Glial aging in the African turquoise killifish: the end of myelin integrity and remyelination?

Neurodegenerative diseases associated with aging have an increasing prevalence in our greying society. As adult mammals lack the robust capacity to regenerate lost or damaged neurons, agerelated deterioration of the central nervous system (CNS) seriously constrains life quality. In contrast to mammals, short-lived killifish, which show aging characteristics similar to humans, have the remarkable ability to repair damage in the adult CNS. Upon aging, this neuroregenerative capacity decreases to a mammalian-like situation, making the killifish a unique vertebrate model to identify molecular targets for neuroreparative therapies with a high translational value for humans. Within this project, we will use a retinal injury model to study the neuroregenerative capacity of (aged) Müller glia, the radial glia-like stem/progenitor cells in the retina, and to identify positive and negative candidate regulators of Müller glia reprogramming in an aging environment.
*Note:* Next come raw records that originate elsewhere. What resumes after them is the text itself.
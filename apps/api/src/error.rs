//! # API Error Type
//!
//! Unified error type for HTTP handlers.
//!
//! ## Error Flow
//! ```text
//! ┌─────────────────────────────────────────────────────────────────────────┐
//! │                    Error Flow in the Receipt API                        │
//! │                                                                         │
//! │  Client                      Rust Backend                               │
//! │  ──────                      ────────────                               │
//! │                                                                         │
//! │  POST /receipts/process                                                 │
//! │         │                                                               │
//! │         ▼                                                               │
//! │  ┌──────────────────────────────────────────────────────────────────┐  │
//! │  │  Handler: Result<Json<T>, ApiError>                              │  │
//! │  │         │                                                        │  │
//! │  │  Bad JSON? ───────── JsonRejection ───────────┐                 │  │
//! │  │  Bad receipt? ────── ReceiptError ────────────┼──► ApiError ───►│  │
//! │  │  Store failure? ──── StoreError ──────────────┘                 │  │
//! │  └──────────────────────────────────────────────────────────────────┘  │
//! │                                                                         │
//! │  ◄──── 400 { "code": "INVALID_RECEIPT", "message": ..., "errors": [] }  │
//! └─────────────────────────────────────────────────────────────────────────┘
//! ```

use axum::{
    extract::rejection::JsonRejection,
    http::StatusCode,
    response::{IntoResponse, Response},
    Json,
};
use receipt_core::{ErrorKind, ReceiptError};
use receipt_store::StoreError;
use serde::Serialize;

/// Error body returned from every failing endpoint.
///
/// ## Serialization
/// ```json
/// {
///   "code": "INVALID_RECEIPT",
///   "message": "(5e1c...) failed to parse receipt: item 1: ...",
///   "errors": [{ "kind": "EMPTY_INPUT", "message": "item 1: ..." }]
/// }
/// ```
#[derive(Debug, Clone, PartialEq, Serialize)]
#[serde(rename_all = "camelCase")]
pub struct ApiError {
    /// Machine-readable error code for programmatic handling
    pub code: ErrorCode,

    /// Human-readable error message
    pub message: String,

    /// One entry per failing receipt field
    #[serde(skip_serializing_if = "Vec::is_empty")]
    pub errors: Vec<ErrorDetail>,
}

/// Error codes for API responses.
#[derive(Debug, Clone, Copy, PartialEq, Eq, Serialize)]
#[serde(rename_all = "SCREAMING_SNAKE_CASE")]
pub enum ErrorCode {
    /// Body was not a JSON receipt (400)
    InvalidRequest,

    /// Receipt failed to parse or validate (400)
    InvalidReceipt,

    /// Unknown receipt id (404)
    NotFound,

    /// Internal server error (500)
    Internal,
}

impl ErrorCode {
    pub fn status(self) -> StatusCode {
        match self {
            ErrorCode::InvalidRequest | ErrorCode::InvalidReceipt => StatusCode::BAD_REQUEST,
            ErrorCode::NotFound => StatusCode::NOT_FOUND,
            ErrorCode::Internal => StatusCode::INTERNAL_SERVER_ERROR,
        }
    }
}

/// A single receipt field failure.
#[derive(Debug, Clone, PartialEq, Serialize)]
pub struct ErrorDetail {
    pub kind: ErrorKind,
    pub message: String,
}

impl ApiError {
    /// Creates a new API error.
    pub fn new(code: ErrorCode, message: impl Into<String>) -> Self {
        ApiError {
            code,
            message: message.into(),
            errors: Vec::new(),
        }
    }

    /// Creates a not found error.
    pub fn not_found(resource: &str, id: &str) -> Self {
        ApiError::new(ErrorCode::NotFound, format!("{} not found: {}", resource, id))
    }

    /// Creates an internal error.
    pub fn internal(message: impl Into<String>) -> Self {
        ApiError::new(ErrorCode::Internal, message)
    }

    pub fn status(&self) -> StatusCode {
        self.code.status()
    }
}

/// Converts receipt parse and validation errors to API errors.
impl From<ReceiptError> for ApiError {
    fn from(err: ReceiptError) -> Self {
        let errors = err
            .causes()
            .iter()
            .map(|cause| ErrorDetail {
                kind: cause.kind(),
                message: cause.to_string(),
            })
            .collect();

        ApiError {
            code: ErrorCode::InvalidReceipt,
            message: err.to_string(),
            errors,
        }
    }
}

/// Converts store errors to API errors.
impl From<StoreError> for ApiError {
    fn from(err: StoreError) -> Self {
        // Log the actual error but return a generic message
        tracing::error!("Store operation failed: {}", err);
        ApiError::internal("Store operation failed")
    }
}

/// Converts JSON extractor rejections to API errors.
impl From<JsonRejection> for ApiError {
    fn from(rejection: JsonRejection) -> Self {
        ApiError::new(ErrorCode::InvalidRequest, rejection.body_text())
    }
}

impl IntoResponse for ApiError {
    fn into_response(self) -> Response {
        (self.status(), Json(self)).into_response()
    }
}

impl std::fmt::Display for ApiError {
    fn fmt(&self, f: &mut std::fmt::Formatter<'_>) -> std::fmt::Result {
        write!(f, "[{:?}] {}", self.code, self.message)
    }
}

impl std::error::Error for ApiError {}

/// Convenience type alias for handler results.
pub type ApiResult<T> = Result<T, ApiError>;

#[cfg(test)]
mod tests {
    use super::*;
    use receipt_core::{Receipt, UnparsedLineItem, UnparsedReceipt};

    #[test]
    fn test_receipt_error_lists_every_cause() {
        let raw = UnparsedReceipt {
            retailer: "Target".to_string(),
            purchase_date: "2022-01-01".to_string(),
            purchase_time: "".to_string(),
            items: vec![UnparsedLineItem::new("Gum", "")],
            total: "1.00".to_string(),
        };
        let err = Receipt::parse("abc", &raw, true).unwrap_err();
        let api: ApiError = err.into();

        assert_eq!(api.code, ErrorCode::InvalidReceipt);
        assert_eq!(api.status(), StatusCode::BAD_REQUEST);
        assert_eq!(api.errors.len(), 2);
        assert!(api.errors.iter().all(|e| e.kind == ErrorKind::EmptyInput));

        let json = serde_json::to_value(&api).unwrap();
        assert_eq!(json["code"], "INVALID_RECEIPT");
        assert_eq!(json["errors"][0]["kind"], "EMPTY_INPUT");
    }

    #[test]
    fn test_store_error_is_internal() {
        let api: ApiError = StoreError::LockPoisoned("points").into();
        assert_eq!(api.code, ErrorCode::Internal);
        assert_eq!(api.status(), StatusCode::INTERNAL_SERVER_ERROR);
        assert_eq!(api.message, "Store operation failed");

        let json = serde_json::to_value(&api).unwrap();
        assert_eq!(json["code"], "INTERNAL");
        assert!(json.get("errors").is_none());
    }

    #[test]
    fn test_not_found() {
        let api = ApiError::not_found("Receipt", "xyz");
        assert_eq!(api.status(), StatusCode::NOT_FOUND);
        assert_eq!(api.to_string(), "[NotFound] Receipt not found: xyz");
    }
}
Using state-of-the-art molecular and morphometric technologies, in combination with single-cell RNA sequencing and bioinformatic approaches, we aim to decode the cellular and molecular framework that defines CNS aging, and to dissect how gene regulatory networks (dys)regulated during aging affect neuronal repair. We envision this research to result in new druggable targets for future development of reparative strategies, and even rejuvenation, in the aged mammalian CNS.